DATA EXTRACT section start

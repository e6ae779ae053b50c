//! String routines: pattern matching, concatenation, length.

use xpu_expr::{FuncInfo, FuncKind};
use xpu_result::DeviceError;
use xpu_types::Datum;

use crate::numeric::mistyped;

const ESCAPE_AT_END: &str = "LIKE pattern must not end with escape character";

#[derive(Debug, Clone, Copy, PartialEq, Eq)]
enum Match {
    True,
    False,
    /// The text ran out before the pattern; no later starting point can match either.
    Abort,
}

/// Units a pattern is made of: `char` for text, `u8` for bytea.
trait PatternUnit: Copy + PartialEq {
    const PERCENT: Self;
    const UNDERSCORE: Self;
    const ESCAPE: Self;
}

impl PatternUnit for char {
    const PERCENT: char = '%';
    const UNDERSCORE: char = '_';
    const ESCAPE: char = '\\';
}

impl PatternUnit for u8 {
    const PERCENT: u8 = b'%';
    const UNDERSCORE: u8 = b'_';
    const ESCAPE: u8 = b'\\';
}

fn like_match<T: PatternUnit>(t: &[T], p: &[T]) -> Result<Match, &'static str> {
    let (mut ti, mut pi) = (0, 0);
    while ti < t.len() && pi < p.len() {
        let pc = p[pi];
        if pc == T::ESCAPE {
            pi += 1;
            if pi >= p.len() {
                return Err(ESCAPE_AT_END);
            }
            if p[pi] != t[ti] {
                return Ok(Match::False);
            }
        } else if pc == T::PERCENT {
            pi += 1;
            // collapse a run of wildcards; each `_` still consumes one unit
            while pi < p.len() {
                if p[pi] == T::PERCENT {
                    pi += 1;
                } else if p[pi] == T::UNDERSCORE {
                    if ti >= t.len() {
                        return Ok(Match::Abort);
                    }
                    ti += 1;
                    pi += 1;
                } else {
                    break;
                }
            }
            if pi >= p.len() {
                return Ok(Match::True);
            }
            let first = if p[pi] == T::ESCAPE {
                match p.get(pi + 1) {
                    Some(&c) => c,
                    None => return Err(ESCAPE_AT_END),
                }
            } else {
                p[pi]
            };
            while ti < t.len() {
                if t[ti] == first {
                    match like_match(&t[ti..], &p[pi..])? {
                        Match::False => {}
                        other => return Ok(other),
                    }
                }
                ti += 1;
            }
            return Ok(Match::Abort);
        } else if pc != T::UNDERSCORE && pc != t[ti] {
            return Ok(Match::False);
        }
        ti += 1;
        pi += 1;
    }
    if ti < t.len() {
        return Ok(Match::False);
    }
    while pi < p.len() && p[pi] == T::PERCENT {
        pi += 1;
    }
    Ok(if pi == p.len() { Match::True } else { Match::Abort })
}

/// SQL `LIKE` over text with the default `\` escape.
pub fn text_like(text: &str, pattern: &str) -> Result<bool, &'static str> {
    let t: Vec<char> = text.chars().collect();
    let p: Vec<char> = pattern.chars().collect();
    Ok(like_match(&t, &p)? == Match::True)
}

/// SQL `LIKE` over raw bytes.
pub fn bytea_like(bytes: &[u8], pattern: &[u8]) -> Result<bool, &'static str> {
    Ok(like_match(bytes, pattern)? == Match::True)
}

fn text_arg<'a>(info: &FuncInfo, d: &'a Datum) -> Result<&'a str, DeviceError> {
    match d {
        Datum::Text(s) => Ok(s),
        other => Err(mistyped(info, other)),
    }
}

fn bytes_arg<'a>(info: &FuncInfo, d: &'a Datum) -> Result<&'a [u8], DeviceError> {
    d.as_bytes().ok_or_else(|| mistyped(info, d))
}

pub(crate) fn like(info: &FuncInfo, a: &Datum, b: &Datum) -> Result<Datum, DeviceError> {
    let matched = match (a, info.kind) {
        (Datum::Text(_), FuncKind::ILike | FuncKind::NotILike) => {
            let t = text_arg(info, a)?.to_lowercase();
            let p = text_arg(info, b)?.to_lowercase();
            text_like(&t, &p)
        }
        (Datum::Text(_), _) => text_like(text_arg(info, a)?, text_arg(info, b)?),
        _ => bytea_like(bytes_arg(info, a)?, bytes_arg(info, b)?),
    }
    .map_err(|msg| DeviceError::eval(info.name, msg))?;
    let negate = matches!(info.kind, FuncKind::NotLike | FuncKind::NotILike);
    Ok(Datum::Bool(matched != negate))
}

pub(crate) fn cat(info: &FuncInfo, a: &Datum, b: &Datum) -> Result<Datum, DeviceError> {
    match (a, b) {
        (Datum::Text(x), Datum::Text(y)) => Ok(Datum::Text(format!("{x}{y}"))),
        (Datum::Bytea(x), Datum::Bytea(y)) => {
            let mut out = Vec::with_capacity(x.len() + y.len());
            out.extend_from_slice(x);
            out.extend_from_slice(y);
            Ok(Datum::Bytea(out))
        }
        _ => Err(mistyped(info, a)),
    }
}

/// Variadic `concat`: NULL arguments are skipped.
pub(crate) fn concat(info: &FuncInfo, args: &[Datum]) -> Result<Datum, DeviceError> {
    let mut out = String::new();
    for a in args.iter().filter(|a| !a.is_null()) {
        out.push_str(text_arg(info, a)?);
    }
    Ok(Datum::Text(out))
}

pub(crate) fn length(info: &FuncInfo, a: &Datum) -> Result<Datum, DeviceError> {
    let n = match info.kind {
        FuncKind::CharLength => text_arg(info, a)?.chars().count(),
        _ => bytes_arg(info, a)?.len(),
    };
    i32::try_from(n)
        .map(Datum::Int4)
        .map_err(|_| DeviceError::eval(info.name, "integer out of range"))
}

DATA EXTRACT section end

REQUIREMENT: Which lines above run from the one containing "const PERCENT: char = '%';" down to the one containing "if t[ti] == first"? Repeat exactly those, both ends included, and nothing else.

EXERCISE SOLUTION:
    const PERCENT: char = '%';
    const UNDERSCORE: char = '_';
    const ESCAPE: char = '\\';
}

impl PatternUnit for u8 {
    const PERCENT: u8 = b'%';
    const UNDERSCORE: u8 = b'_';
    const ESCAPE: u8 = b'\\';
}

fn like_match<T: PatternUnit>(t: &[T], p: &[T]) -> Result<Match, &'static str> {
    let (mut ti, mut pi) = (0, 0);
    while ti < t.len() && pi < p.len() {
        let pc = p[pi];
        if pc == T::ESCAPE {
            pi += 1;
            if pi >= p.len() {
                return Err(ESCAPE_AT_END);
            }
            if p[pi] != t[ti] {
                return Ok(Match::False);
            }
        } else if pc == T::PERCENT {
            pi += 1;
            // collapse a run of wildcards; each `_` still consumes one unit
            while pi < p.len() {
                if p[pi] == T::PERCENT {
                    pi += 1;
                } else if p[pi] == T::UNDERSCORE {
                    if ti >= t.len() {
                        return Ok(Match::Abort);
                    }
                    ti += 1;
                    pi += 1;
                } else {
                    break;
                }
            }
            if pi >= p.len() {
                return Ok(Match::True);
            }
            let first = if p[pi] == T::ESCAPE {
                match p.get(pi + 1) {
                    Some(&c) => c,
                    None => return Err(ESCAPE_AT_END),
                }
            } else {
                p[pi]
            };
            while ti < t.len() {
                if t[ti] == first {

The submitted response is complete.